Now, as we mark our second anniversary, we are proud of the engaged community we’ve fostered, our team has grown substantially, our social media following is over 65,000 strong and predominantly composed of young individuals aged between 13 and 30. This platform has allowed us to shine a spotlight on over 15 nationally captivating stories, reaching a staggering audience of over 50 million people. Our coverage of the tragic shooting of 16-year-old Ralph Yarl was so impactful, it prompted a response from President Joe Biden within 72 hours.

While recognition of our impactful work has come in various forms – from the National Community Engagement Award by LION Publishers and the Community Service Award in the NEXT Future of News Challenge hosted by the American Press Institute, to attribution from outlets like The Washington Post, DemocracyNow, The New York Times, CNN, and MSNBC – these are not the compass by which we steer our course. Awards, while useful in pursuing grant funding and establishing credibility, are not our primary source of validation or motivation.

What truly fuels and matters to us, are the voices from within our own community.

It’s the students who, having endured terror and abuse at the hands of their racist peers, found courage and hope through reaching out to us. It’s the Black families, victims of police violence, whose narratives would have been silenced and distorted if not for our platform that relentlessly exposes the deception and lies of KCPD. It’s the Black youth, inspired by the uplifting images and stories of artists, athletes, and our “Student of the Month” features, finding a sense of pride and aspiration in these positive reflections of our city’s Black community.

In The Kansas City Defender, we’re not just fostering a news outlet; we’re laying the foundation for the future of news – Abolitionist, radical, unapologetic and community-led.

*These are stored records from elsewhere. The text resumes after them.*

//! Plain issue operations: read, create, edit, list, search, comment.
//!
//! Each one validates its parameters, forwards one structured call, checks
//! the status the endpoint returns on success, and hands back the upstream
//! resource as JSON.

use serde_json::{Value, json};
use tracing::debug;

use crate::error::{Result, ValidationError};
use crate::facade::{IssueRequest, QueryPairs, RestClient, op};
use crate::ids::{IssueNumber, RepoRef};
use crate::params::{
    IssueSort, IssueState, IssueStateFilter, Pagination, SearchSort, SortDirection, non_empty,
    parse_iso_timestamp, required_str,
};

fn non_empty_list(values: Option<Vec<String>>) -> Option<Vec<String>> {
    values
        .map(|v| {
            v.into_iter()
                .map(|s| s.trim().to_string())
                .filter(|s| !s.is_empty())
                .collect::<Vec<_>>()
        })
        .filter(|v| !v.is_empty())
}

fn milestone(raw: Option<i64>) -> std::result::Result<Option<i64>, ValidationError> {
    match raw {
        None | Some(0) => Ok(None),
        Some(n) if n < 0 => Err(ValidationError::invalid(
            "milestone",
            format!("{n} (must be positive)"),
        )),
        Some(n) => Ok(Some(n)),
    }
}

pub async fn get_issue(client: &dyn RestClient, repo: &RepoRef, number: IssueNumber) -> Result<Value> {
    debug!(repo = %repo, issue = %number, "getting issue");
    client
        .get_issue(repo, number)
        .await?
        .expect_json(op::GET_ISSUE, 200)
}

/// Fields for a new issue. `title` is required.
#[derive(Debug, Clone, Default)]
pub struct NewIssue {
    pub title: String,
    pub body: Option<String>,
    pub assignees: Option<Vec<String>>,
    pub labels: Option<Vec<String>>,
    pub milestone: Option<i64>,
}

impl NewIssue {
    pub fn into_request(self) -> std::result::Result<IssueRequest, ValidationError> {
        Ok(IssueRequest {
            title: Some(required_str("title", &self.title)?),
            body: non_empty(self.body),
            state: None,
            labels: non_empty_list(self.labels),
            assignees: non_empty_list(self.assignees),
            milestone: milestone(self.milestone)?,
        })
    }
}

pub async fn create_issue(client: &dyn RestClient, repo: &RepoRef, issue: NewIssue) -> Result<Value> {
    let request = issue.into_request()?;
    debug!(repo = %repo, "creating issue");
    client
        .create_issue(repo, &request)
        .await?
        .expect_json(op::CREATE_ISSUE, 201)
}

/// Edits to an existing issue. Only supplied, non-empty fields are sent.
#[derive(Debug, Clone, Default)]
pub struct IssueEdit {
    pub title: Option<String>,
    pub body: Option<String>,
    pub state: Option<String>,
    pub labels: Option<Vec<String>>,
    pub assignees: Option<Vec<String>>,
    pub milestone: Option<i64>,
}

impl IssueEdit {
    pub fn into_request(self) -> std::result::Result<IssueRequest, ValidationError> {
        let state = IssueState::parse_opt(self.state.as_deref())?;
        Ok(IssueRequest {
            title: non_empty(self.title),
            body: non_empty(self.body),
            state: state.map(|s| s.as_str().to_string()),
            labels: non_empty_list(self.labels),
            assignees: non_empty_list(self.assignees),
            milestone: milestone(self.milestone)?,
        })
    }
}

pub async fn update_issue(
    client: &dyn RestClient,
    repo: &RepoRef,
    number: IssueNumber,
    edit: IssueEdit,
) -> Result<Value> {
    let request = edit.into_request()?;
    debug!(repo = %repo, issue = %number, "updating issue");
    client
        .update_issue(repo, number, &request)
        .await?
        .expect_json(op::UPDATE_ISSUE, 200)
}

#[derive(Debug, Clone, Default)]
pub struct IssueFilter {
    pub state: Option<String>,
    pub labels: Option<Vec<String>>,
    pub sort: Option<String>,
    pub direction: Option<String>,
    pub since: Option<String>,
    pub page: Option<i64>,
    pub per_page: Option<i64>,
}

impl IssueFilter {
    pub fn query_pairs(&self) -> std::result::Result<QueryPairs, ValidationError> {
        let mut pairs = QueryPairs::new();
        if let Some(state) = IssueStateFilter::parse_opt(self.state.as_deref())? {
            pairs.push(("state", state.as_str().to_string()));
        }
        if let Some(labels) = non_empty_list(self.labels.clone()) {
            pairs.push(("labels", labels.join(",")));
        }
        if let Some(sort) = IssueSort::parse_opt(self.sort.as_deref())? {
            pairs.push(("sort", sort.as_str().to_string()));
        }
        if let Some(direction) = SortDirection::parse_opt(self.direction.as_deref())? {
            pairs.push(("direction", direction.as_str().to_string()));
        }
        if let Some(since) = self.since.as_deref().filter(|s| !s.trim().is_empty()) {
            let since = parse_iso_timestamp(since)?;
            pairs.push(("since", since.to_rfc3339_opts(chrono::SecondsFormat::Secs, true)));
        }
        pairs.extend(Pagination::from_fields(self.page, self.per_page)?.query_pairs());
        Ok(pairs)
    }
}

pub async fn list_issues(client: &dyn RestClient, repo: &RepoRef, filter: &IssueFilter) -> Result<Value> {
    let query = filter.query_pairs()?;
    debug!(repo = %repo, "listing issues");
    client
        .list_issues(repo, &query)
        .await?
        .expect_json(op::LIST_ISSUES, 200)
}

#[derive(Debug, Clone, Default)]
pub struct IssueSearch {
    pub query: String,
    pub owner: Option<String>,
    pub repo: Option<String>,
    pub sort: Option<String>,
    pub order: Option<String>,
    pub page: Option<i64>,
    pub per_page: Option<i64>,
}

impl IssueSearch {
    /// The query text scoped to issues, and to one repository when both
    /// owner and repo are given.
    pub fn scoped_query(&self) -> std::result::Result<String, ValidationError> {
        let mut query = required_str("query", &self.query)?;
        if !query.split_whitespace().any(|term| term == "is:issue") {
            query = format!("is:issue {query}");
        }
        let owner = non_empty(self.owner.clone());
        let repo = non_empty(self.repo.clone());
        if let (Some(owner), Some(repo)) = (owner, repo) {
            let scope = format!("repo:{}/{}", owner.trim(), repo.trim());
            if !query.split_whitespace().any(|term| term == scope) {
                query = format!("{scope} {query}");
            }
        }
        Ok(query)
    }

    pub fn query_pairs(&self) -> std::result::Result<QueryPairs, ValidationError> {
        let mut pairs = vec![("q", self.scoped_query()?)];
        if let Some(sort) = SearchSort::parse_opt(self.sort.as_deref())? {
            pairs.push(("sort", sort.as_str().to_string()));
        }
        if let Some(order) = SortDirection::parse_opt(self.order.as_deref())
            .map_err(|_| ValidationError::invalid("order", "expected one of: asc, desc"))?
        {
            pairs.push(("order", order.as_str().to_string()));
        }
        pairs.extend(Pagination::from_fields(self.page, self.per_page)?.query_pairs());
        Ok(pairs)
    }
}

pub async fn search_issues(client: &dyn RestClient, search: &IssueSearch) -> Result<Value> {
    let query = search.query_pairs()?;
    debug!(query = %query[0].1, "searching issues");
    client
        .search_issues(&query)
        .await?
        .expect_json(op::SEARCH_ISSUES, 200)
}

pub async fn add_issue_comment(
    client: &dyn RestClient,
    repo: &RepoRef,
    number: IssueNumber,
    body: &str,
) -> Result<Value> {
    required_str("body", body)?;
    debug!(repo = %repo, issue = %number, "adding comment");
    client
        .create_comment(repo, number, body)
        .await?
        .expect_json(op::CREATE_COMMENT, 201)
}

pub async fn get_issue_comments(
    client: &dyn RestClient,
    repo: &RepoRef,
    number: IssueNumber,
    pagination: Pagination,
) -> Result<Value> {
    debug!(repo = %repo, issue = %number, "listing comments");
    client
        .list_comments(repo, number, &pagination.query_pairs())
        .await?
        .expect_json(op::GET_COMMENTS, 200)
}

/// The `{"body": ...}` payload a comment call carries.
pub fn comment_payload(body: &str) -> Value {
    json!({ "body": body })
}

Our work at the local and regional levels is having a profound impact, not only within our own community but rippling across the nation.

The Kansas City Defender is our collective battle cry. Echoing the indomitable spirit of the historic Black Press, and radical news outlets like The North Star, the Chicago Defender, as well as the relentless courage of trailblazers like Ida B. Wells, we strive to bear their legacy onward. 

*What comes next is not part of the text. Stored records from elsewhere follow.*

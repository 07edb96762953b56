//! Error types for issuehub operations.
//!
//! Four outcomes are distinguished by callers: a request that was never sent
//! (validation), a request that never got a response (transport), a response
//! with a non-success status, and a response that could not be understood.
//! "Agent not offered in this repository" is not an error at all; see
//! [`crate::assignment::AssignmentOutcome`].

use std::error::Error as StdError;

/// Parameter contract violations. Always detected before any upstream call.
#[derive(Debug, Clone, PartialEq, Eq, thiserror::Error)]
pub enum ValidationError {
    /// A required parameter was absent or blank.
    #[error("missing required parameter: {0}")]
    Missing(&'static str),

    /// A parameter was present but outside its domain.
    #[error("invalid {field}: {detail}")]
    Invalid { field: &'static str, detail: String },

    /// Mutually exclusive or co-required parameters were combined wrongly.
    #[error("{0}")]
    Conflict(String),
}

impl ValidationError {
    pub fn invalid(field: &'static str, detail: impl Into<String>) -> Self {
        Self::Invalid {
            field,
            detail: detail.into(),
        }
    }
}

pub type BoxError = Box<dyn StdError + Send + Sync + 'static>;

/// Errors surfaced by kernel operations.
#[derive(Debug, thiserror::Error)]
pub enum IssueHubError {
    #[error(transparent)]
    Validation(#[from] ValidationError),

    /// The client accessor could not produce a client for this call.
    #[error("failed to get GitHub client: {message}")]
    Client { message: String },

    /// The upstream call did not complete.
    #[error("failed to {operation}: {source}")]
    Transport {
        operation: String,
        #[source]
        source: BoxError,
    },

    /// The upstream call completed with a non-success status. `body` is the
    /// raw response text, kept verbatim.
    #[error("failed to {operation}: {body}")]
    Status {
        operation: String,
        status: u16,
        body: String,
    },

    /// A graph response carried an `errors` array.
    #[error("failed to {operation}: {}", messages.join("; "))]
    Graph {
        operation: String,
        messages: Vec<String>,
    },

    /// A success response whose body could not be parsed.
    #[error("failed to {operation}: {message}")]
    Decode { operation: String, message: String },
}

impl IssueHubError {
    pub fn transport(operation: impl Into<String>, source: impl Into<BoxError>) -> Self {
        Self::Transport {
            operation: operation.into(),
            source: source.into(),
        }
    }

    pub fn status(operation: impl Into<String>, status: u16, body: impl Into<String>) -> Self {
        Self::Status {
            operation: operation.into(),
            status,
            body: body.into(),
        }
    }

    pub fn decode(operation: impl Into<String>, message: impl Into<String>) -> Self {
        Self::Decode {
            operation: operation.into(),
            message: message.into(),
        }
    }

    pub fn is_validation(&self) -> bool {
        matches!(self, Self::Validation(_))
    }

    pub fn is_transport(&self) -> bool {
        matches!(self, Self::Transport { .. })
    }

    /// HTTP status of a status failure, if this is one.
    pub fn status_code(&self) -> Option<u16> {
        match self {
            Self::Status { status, .. } => Some(*status),
            _ => None,
        }
    }
}

pub type Result<T> = std::result::Result<T, IssueHubError>;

Chicago Defender, September 10th, 1955

We commit to illuminating these buried narratives, to confronting and defying the ironclad white supremacist power structures, and to advocate unflinchingly for an Abolitionist future.

We envision a future void of exploitation, one where Black, brown, and poor people are no longer shackled by cages, surveillance and criminalization. We yearn for a world where the scales are re-balanced, where police departments are obsolete and no longer usurp more resources than all our public schools combined. 

We are building a future where the boundless imagination of Black children isn’t stifled but nurtured, where they have the means to chase their dreams unabated. We picture communities buoyed by affordable homes, sustained by wholesome food, and infused with vibrant arts and rich cultural resources. We dream of a world where the oppressive edifices of jails and prisons have been razed to the ground, replaced by monuments of life, love and community.

With your support, we stand on the precipice of turning this collective dream into a shared reality. We will write the next chapter of our narrative, building a Kansas City that reflects not only our struggles but also our boundless potential. We look forward to scripting this story with you, to constructing a brighter, more liberating future, one powerful narrative at a time.